C’est alors qu’elle sentit l’ombre la recouvrir. Machinalement, elle tourna la tête et vit la gueule du monstre en train de se refermer sur elle. Si elle avait pu, elle aurait senti son haleine fétide. Ce fut comme un film au ralenti, son cœur s’arrêta de battre dans sa poitrine, les dents immenses plongèrent sur elle. Elle était figée, paralysée. Laura hurlait. Mais le son de sa voix était distordu, lointain. Elle se sentie happée par la mâchoire. Les rangées de lames carnassières caressèrent son visage avant de dévier lentement leur course. L’ombre géante qui l’enveloppait se déporta et la lune, un instant masquée, réapparut derrière les écailles. Emporté dans son élan, le monstre alla s’écraser dans la mer en soulevant des gerbes d’eau de plusieurs mètres de haut.
Ce sont les paroles d’Antonio qui la reconnectèrent à la réalité. « Il s'est rétamé la gueule ! » hurla-t-il comme un dément. Tout le monde cria de joie. Sauf Sonia dont les yeux étaient restés figé sur la gueule béante. Dans la vraie vie, elle le savait, elle aurait été décapitée.
Les jeeps fusèrent sur la dernière ligne droite comme si elle se battaient pour un championnat du monde de vitesse.
« Je ne le vois pas, hoqueta Laura. Je ne le vois pas !
— On y est presque… » annonça Henry d’une voix rauque, alors qu’au loin se découpait dans l’obscurité la silhouette du navire.
Les deux véhicules freinèrent au dernier moment en dérapant sur de longs mètres avant de s’immobiliser. Le petit groupe sauta dans le sable et courut jusqu’au bateau en jetant des regards inquiets vers le bout de la plage. Ils s’engouffrèrent par la passerelle qu’Henry avait ouverte à distance et, moins d’une minute plus tard, le bateau naviguait en eau profonde.
« Bon, je crois qu’on est en sécurité maintenant, souffla Henry sur un ton léger.

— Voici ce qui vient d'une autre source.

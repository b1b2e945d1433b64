use crate::base;

pub fn charset_from_config(config: &base::Config) -> base::Charset {
    let mut charset = base::Charset::default();
    if config.use_unicode_symbols {
        charset = charset.with_unicode()
    }
    if config.use_colored_output {
        charset = charset.with_color()
    }
    charset
}

/// Persists the history, downgrading a write failure to a warning. The
/// in-memory history stays authoritative for the rest of the invocation.
pub fn persist_history(store: &base::Store, history: &base::History) {
    if let Err(e) = store.write(history) {
        eprintln!(
            "warning: failed to write '{}': {}",
            store.path::<base::History>().display(),
            e
        );
    }
}
use anyhow::Context;

use crate::base;
use crate::cli;

/// Daily water intake tracker
#[derive(clap::Parser)]
#[command(color = clap::ColorChoice::Never)]
pub struct Root {
    #[command(subcommand)]
    command: Commands,
}

#[derive(clap::Subcommand)]
enum Commands {
    Init(cli::cmds::init::Init),
    Drink(cli::cmds::drink::Drink),
    Reset(cli::cmds::reset::Reset),
    Status(cli::cmds::status::Status),
    History(cli::cmds::history::History),
    Plot(cli::cmds::plot::Plot),
    Goal(cli::cmds::goal::Goal),
}

impl Root {
    pub fn run(self, store: &base::Store) -> anyhow::Result<cli::Output> {
        if let Commands::Init(cmd) = self.command {
            return cmd.run(store);
        }

        if !store.is_initialized() {
            anyhow::bail!("not an aqualog directory")
        }
        let config = store.read::<base::Config>().with_context(|| {
            format!("failed to read '{}'", store.path::<base::Config>().display())
        })?;
        // A corrupt or unreadable history never takes the tracker down. Warn
        // and start over from an empty one.
        let history = match store.read::<base::History>() {
            Ok(history) => history,
            Err(e) => {
                eprintln!(
                    "warning: failed to read '{}', starting with an empty history: {}",
                    store.path::<base::History>().display(),
                    e
                );
                base::History::new()
            }
        };

        match self.command {
            Commands::Init(_) => unreachable!(),
            Commands::Drink(cmd) => cmd.run(history, &config, store),
            Commands::Reset(cmd) => cmd.run(history, &config, store),
            Commands::Status(cmd) => cmd.run(history, &config),
            Commands::History(cmd) => cmd.run(history, &config),
            Commands::Plot(cmd) => cmd.run(history, &config),
            Commands::Goal(cmd) => cmd.run(history, config, store),
        }
    }
}
#[derive(Debug, Clone, PartialEq, Eq)]
pub struct Charset {
    pub dash: char,
    pub chart_axis: char,
    pub chart_bar: char,
    pub gauge_filled: char,
    pub gauge_empty: char,
    pub goal_met: &'static str,
    pub goal_missed: &'static str,
    pub color: bool,
}

impl Default for Charset {
    /// Only ASCII characters. No color.
    fn default() -> Self {
        Self {
            dash: '-',
            chart_axis: '|',
            chart_bar: '#',
            gauge_filled: '=',
            gauge_empty: '.',
            goal_met: "[x]",
            goal_missed: "[ ]",
            color: false,
        }
    }
}

impl Charset {
    pub fn with_unicode(self) -> Self {
        Self {
            dash: '\u{2500}',
            chart_axis: '\u{2502}',
            chart_bar: '\u{2588}',
            gauge_filled: '\u{2588}',
            gauge_empty: '\u{2591}',
            goal_met: "\u{2714}",
            goal_missed: "\u{2718}",
            ..self
        }
    }

    pub fn with_color(self) -> Self {
        Self {
            color: true,
            ..self
        }
    }
}
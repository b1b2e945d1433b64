use crate::base;
use crate::base::stats;

/// The whole application state: persisted history, the daily goal, and the
/// in-memory running total for the current day. Derived figures are computed
/// from here on demand and never stored.
#[derive(Debug, Clone, PartialEq, Eq)]
pub struct State {
    pub history: base::History,
    pub goal: base::Milliliters,
    pub today: base::Date,
    /// Running total for `today`. Kept in lockstep with the history entry
    /// for `today`, which is replaced wholesale on every change.
    pub today_total: base::Milliliters,
}

#[derive(Debug, Clone, Copy, PartialEq, Eq)]
pub enum Event {
    IntakeAdded(base::Milliliters),
    TodayReset,
    GoalChanged(base::Milliliters),
}

impl State {
    pub fn new(history: base::History, goal: base::Milliliters, today: base::Date) -> Self {
        let today_total = history.intake_on(today);
        Self {
            history,
            goal,
            today,
            today_total,
        }
    }

    pub fn goal_reached(&self) -> bool {
        stats::goal_reached(self.today_total, self.goal)
    }

    /// Pure state transition. Events that violate an invariant (zero intake,
    /// intake past a reached goal, a total past the representable maximum,
    /// non-positive goal) leave the state unchanged.
    pub fn update(self, event: Event) -> Self {
        match event {
            Event::IntakeAdded(amount) => {
                if amount == base::Milliliters(0)
                    || self.goal_reached()
                    || self.today_total.checked_add(amount).is_none()
                {
                    return self;
                }
                let mut history = self.history;
                let today_total = history.record(self.today, amount);
                Self {
                    history,
                    today_total,
                    ..self
                }
            }
            Event::TodayReset => {
                let mut history = self.history;
                history.reset(self.today);
                Self {
                    history,
                    today_total: base::Milliliters(0),
                    ..self
                }
            }
            Event::GoalChanged(goal) => {
                if goal == base::Milliliters(0) {
                    return self;
                }
                Self { goal, ..self }
            }
        }
    }
}
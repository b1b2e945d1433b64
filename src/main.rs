mod base;
mod cli;

use anyhow::Context;

fn main() {
    fn try_main() -> anyhow::Result<()> {
        let root = <cli::Root as clap::Parser>::parse();
        let cwd = std::env::current_dir().context("failed to resolve current working directory")?;
        let store = base::Store::new(cwd);
        let output = root.run(&store)?;
        print!("{}", output);
        Ok(())
    }

    if let Err(e) = try_main() {
        eprint!("error");
        e.chain().for_each(|cause| eprint!(": {}", cause));
        eprintln!();
        std::process::exit(1);
    }
}
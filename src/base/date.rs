use crate::base::Datepart;

/// A date type without time or timezone information. Values are guaranteed to
/// be between `0000-01-01` and `9999-12-31`.
#[derive(
    Debug, Clone, Copy, PartialEq, Eq, Hash, PartialOrd, Ord, serde::Serialize, serde::Deserialize,
)]
pub struct Date(time::Date);

impl Date {
    /// 0000-01-01
    pub const MIN: Self = Self(time::macros::date!(0000 - 01 - 01));

    /// 9999-12-31
    pub const MAX: Self = Self(time::macros::date!(9999 - 12 - 31));

    pub fn year(self) -> u32 {
        self.0.year() as u32
    }

    pub fn month(self) -> u32 {
        self.0.month() as u32
    }

    pub fn day(self) -> u32 {
        self.0.day() as u32
    }

    fn new(inner: time::Date) -> Option<Self> {
        let dt = Self(inner);
        if dt >= Self::MIN && dt <= Self::MAX {
            Some(dt)
        } else {
            None
        }
    }

    pub fn from_ymd(year: u32, month: u32, day: u32) -> Option<Self> {
        let year = i32::try_from(year).ok()?;
        let month = u8::try_from(month)
            .ok()
            .and_then(|m| time::Month::try_from(m).ok())?;
        let day = u8::try_from(day).ok()?;
        time::Date::from_calendar_date(year, month, day)
            .ok()
            .and_then(Self::new)
    }

    /// Returns the local date.
    #[cfg(not(test))]
    pub fn today() -> Self {
        let now = time::OffsetDateTime::now_local().unwrap_or_else(|_| time::OffsetDateTime::now_utc());
        Self::new(now.date()).expect("current date should be within range")
    }

    /// Returns the local date.
    #[cfg(test)]
    pub fn today() -> Self {
        Self::from_ymd(2015, 3, 30).expect("'today' for tests should be valid")
    }

    pub fn format(
        self,
        fmt: &(impl time::formatting::Formattable + ?Sized),
    ) -> Result<String, time::error::Format> {
        self.0.format(fmt)
    }

    pub fn first_of(self, part: Datepart) -> Self {
        match part {
            Datepart::Day => self,
            Datepart::Year => Self::from_ymd(self.year(), 1, 1)
                .expect("first day of a valid year should be a valid date"),
            Datepart::Month => Self::from_ymd(self.year(), self.month(), 1)
                .expect("first day of a valid month should be a valid date"),
        }
    }

    pub fn last_of(self, part: Datepart) -> Self {
        match part {
            Datepart::Day => self,
            Datepart::Year => Self::from_ymd(self.year(), 12, 31)
                .expect("final day of a valid year should be a valid date"),
            Datepart::Month => Self::from_ymd(
                self.year(),
                self.month(),
                self.0.month().length(self.0.year()) as u32,
            )
            .expect("final day of month should be computed correctly"),
        }
    }

    /// Offsets the given date by the given datepart, returning `None` if the
    /// resultant date is out of bounds.
    ///
    /// When shifting by years or months, clamps the resultant date's day to the
    /// resultant month's last-day-of-month. For example, if the original date
    /// is a Feb 29, shifting by 1 year will yield the next year's Feb 28.
    pub fn shift(self, part: Datepart, offset: i32) -> Option<Self> {
        let (y, m) = match part {
            Datepart::Day => {
                return self
                    .0
                    .checked_add(time::Duration::days(offset as i64))
                    .and_then(Self::new);
            }
            Datepart::Year => (
                (self.year() as i32).checked_add(offset)?.try_into().ok()?,
                self.month(),
            ),
            Datepart::Month => {
                let mut y = self.year() as i32;
                let mut m = (self.month() as i32).checked_add(offset)?;
                if m > 12 {
                    y += (m - 1) / 12;
                    m = (m - 1) % 12 + 1;
                } else if m < 1 {
                    y += (m - 12) / 12;
                    m = (m % 12 + 11) % 12 + 1;
                }
                (y as u32, m as u32)
            }
        };
        let last = Self::from_ymd(y, m, 1)?.last_of(Datepart::Month);
        Self::from_ymd(y, m, last.day().min(self.day()))
    }
}

impl std::fmt::Display for Date {
    fn fmt(&self, f: &mut std::fmt::Formatter) -> std::fmt::Result {
        self.0.fmt(f)
    }
}

#[derive(Debug, thiserror::Error)]
pub enum ParseError {
    #[error("input is empty")]
    Empty,
    #[error(transparent)]
    BadFormat(#[from] time::error::Parse),
    #[error("date is before 0000-01-01 or after 9999-12-31")]
    OutOfRange,
    #[error("first character is not one of {{y, Y, m, M, d, D}}")]
    InvalidFirstChar,
    #[error(transparent)]
    InvalidOffset(#[from] std::num::ParseIntError),
}

impl std::str::FromStr for Date {
    type Err = ParseError;

    /// Parses a string to a date. Inputs must be in one of the following formats:
    /// - `yyyy-mm-dd`
    /// - `xn` where `x` is one of `{y, Y, m, M, d, D}` and `n` is an integer
    fn from_str(s: &str) -> Result<Self, Self::Err> {
        if s.is_empty() {
            return Err(Self::Err::Empty);
        }
        if s.as_bytes()[0].is_ascii_digit() {
            let fmt = time::macros::format_description!("[year]-[month]-[day]");
            return time::Date::parse(s, fmt)
                .map_err(Self::Err::BadFormat)
                .and_then(|x| Self::new(x).ok_or(Self::Err::OutOfRange));
        }

        let bytes = s.as_bytes();
        let offset: i32 = if bytes.len() == 1 {
            0
        } else {
            std::str::from_utf8(&bytes[1..])
                .map_err(|_| Self::Err::InvalidFirstChar)?
                .parse::<i32>()?
        };
        let today = Self::today();
        match bytes[0] as char {
            'd' | 'D' => today.shift(Datepart::Day, offset),
            'y' => today.first_of(Datepart::Year).shift(Datepart::Year, offset),
            'Y' => today.last_of(Datepart::Year).shift(Datepart::Year, offset),
            'm' => today
                .first_of(Datepart::Month)
                .shift(Datepart::Month, offset),
            'M' => today
                .shift(Datepart::Month, offset)
                .map(|dt| dt.last_of(Datepart::Month)),
            _ => None,
        }
        .ok_or(Self::Err::InvalidFirstChar)
    }
}
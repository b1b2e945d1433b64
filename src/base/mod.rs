pub mod app;
pub mod barchart;
pub mod charset;
pub mod config;
pub mod date;
pub mod datepart;
pub mod daylist;
pub mod entry;
pub mod gauge;
pub mod history;
pub mod interval;
pub mod milliliters;
pub mod stats;
pub mod store;
pub mod util;

pub use charset::Charset;
pub use config::Config;
pub use date::Date;
pub use datepart::Datepart;
pub use entry::Entry;
pub use history::History;
pub use interval::Interval;
pub use milliliters::Milliliters;
pub use store::Store;
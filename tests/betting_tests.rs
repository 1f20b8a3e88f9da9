// Панель ставок: черновики, подтверждение, закрытие приёма.

use chinchiro_engine::domain::chips::Chips;
use chinchiro_engine::engine::{BettingLedger, EngineError, Phase};

#[test]
fn adjust_clamps_to_range() {
    let mut ledger = BettingLedger::new(Chips(1_000));

    assert_eq!(ledger.adjust(2, -100).unwrap(), Chips::ZERO);
    assert_eq!(ledger.adjust(2, 700).unwrap(), Chips(700));
    assert_eq!(ledger.adjust(2, 700).unwrap(), Chips(1_000));
    assert_eq!(ledger.adjust(2, -300).unwrap(), Chips(700));
}

#[test]
fn confirm_promotes_provisional() {
    let mut ledger = BettingLedger::new(Chips(1_000));
    ledger.adjust(2, 300).unwrap();
    assert_eq!(ledger.confirmed_stake(2), Chips::ZERO);

    assert_eq!(ledger.confirm(2).unwrap(), Chips(300));
    assert_eq!(ledger.confirmed_stake(2), Chips(300));

    let line = ledger.line(2);
    assert_eq!(line.provisional, None);
    assert_eq!(line.displayed, Chips(300));
}

#[test]
fn confirm_without_edit_keeps_prior_stake() {
    let mut ledger = BettingLedger::new(Chips(1_000));
    ledger.adjust(2, 400).unwrap();
    ledger.confirm(2).unwrap();

    assert_eq!(ledger.confirm(2).unwrap(), Chips(400));
}

#[test]
fn edits_continue_from_confirmed_value() {
    let mut ledger = BettingLedger::new(Chips(1_000));
    ledger.adjust(2, 400).unwrap();
    ledger.confirm(2).unwrap();

    assert_eq!(ledger.adjust(2, 100).unwrap(), Chips(500));
    // Пока не подтверждено, в расчёт идёт старая ставка.
    assert_eq!(ledger.confirmed_stake(2), Chips(400));
}

#[test]
fn clear_zeroes_provisional_only() {
    let mut ledger = BettingLedger::new(Chips(1_000));
    ledger.adjust(2, 400).unwrap();
    ledger.confirm(2).unwrap();
    ledger.adjust(2, 100).unwrap();

    ledger.clear(2).unwrap();
    let line = ledger.line(2);
    assert_eq!(line.provisional, Some(Chips::ZERO));
    assert_eq!(line.displayed, Chips::ZERO);
    assert_eq!(line.confirmed, Chips(400));

    assert_eq!(ledger.confirm(2).unwrap(), Chips::ZERO);
}

#[test]
fn closed_ledger_rejects_edits_and_drops_drafts() {
    let mut ledger = BettingLedger::new(Chips(1_000));
    ledger.adjust(2, 300).unwrap();
    ledger.confirm(2).unwrap();
    ledger.adjust(3, 200).unwrap();

    ledger.close();
    assert!(ledger.is_closed());
    assert_eq!(ledger.adjust(2, 100), Err(EngineError::InvalidPhase(Phase::ParentRolling)));
    assert_eq!(ledger.confirm(3), Err(EngineError::InvalidPhase(Phase::ParentRolling)));

    assert_eq!(ledger.confirmed_stake(2), Chips(300));
    assert_eq!(ledger.confirmed_stake(3), Chips::ZERO);
    assert_eq!(ledger.line(3).provisional, None);
}

#[test]
fn snapshot_follows_child_order() {
    let mut ledger = BettingLedger::new(Chips(1_000));
    ledger.adjust(3, 200).unwrap();
    ledger.adjust(2, 100).unwrap();
    ledger.confirm(2).unwrap();

    let lines = ledger.snapshot(&[3, 2, 4]);
    let ids: Vec<_> = lines.iter().map(|l| l.player_id).collect();
    assert_eq!(ids, vec![3, 2, 4]);
    assert_eq!(lines[0].displayed, Chips(200));
    assert_eq!(lines[1].confirmed, Chips(100));
    assert_eq!(lines[2].displayed, Chips::ZERO);
}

Tout le monde est là ? » Sonia sentait encore son cœur battre la chamade dans sa poitrine. Elle avait beau savoir que le monstre ne pouvait pas la tuer, elle gardait en mémoire sa gueule béante prête à la broyer.
« Je vais avoir des cheveux blancs » dit-elle d’une voix chevrotante.
Cette chasse au trésor était rocambolesque. Ils avaient perdu un prisme, en avaient trouvé un autre, mais ils étaient incapables de l’utiliser à cause de ce monstre géant.
« Bon, dit Henry. Rendez-vous demain à 23h EST pour une session de brainstorming. Tâchez de trouver des idées d’ici là ! »
Sonia fit la conversion rapidement dans la sa tête. 5h00 du matin... Quand même, le système traduit tout, il pourrait aussi convertir les heures !
Heureusement, elle avait l'habitude de travailler avec les américains maintenant…
Un à un, les compagnons disparurent après s’être souhaité une bonne nuit. Avant de se déconnecter, Sonia jeta un œil à l’heure dans son menu. Il était 7h30 du matin. Le soleil venait de se lever dans son monde à elle. Elle contempla une dernière fois l’île. La lune était souveraine dans un ciel chargé d’étoiles, elle éclairait Palo Alto d’une lueur argentée. Oui, cette lune-là était magique à n’en pas douter. Il ne restait plus qu’à lui faire couler une larme et la récupérer…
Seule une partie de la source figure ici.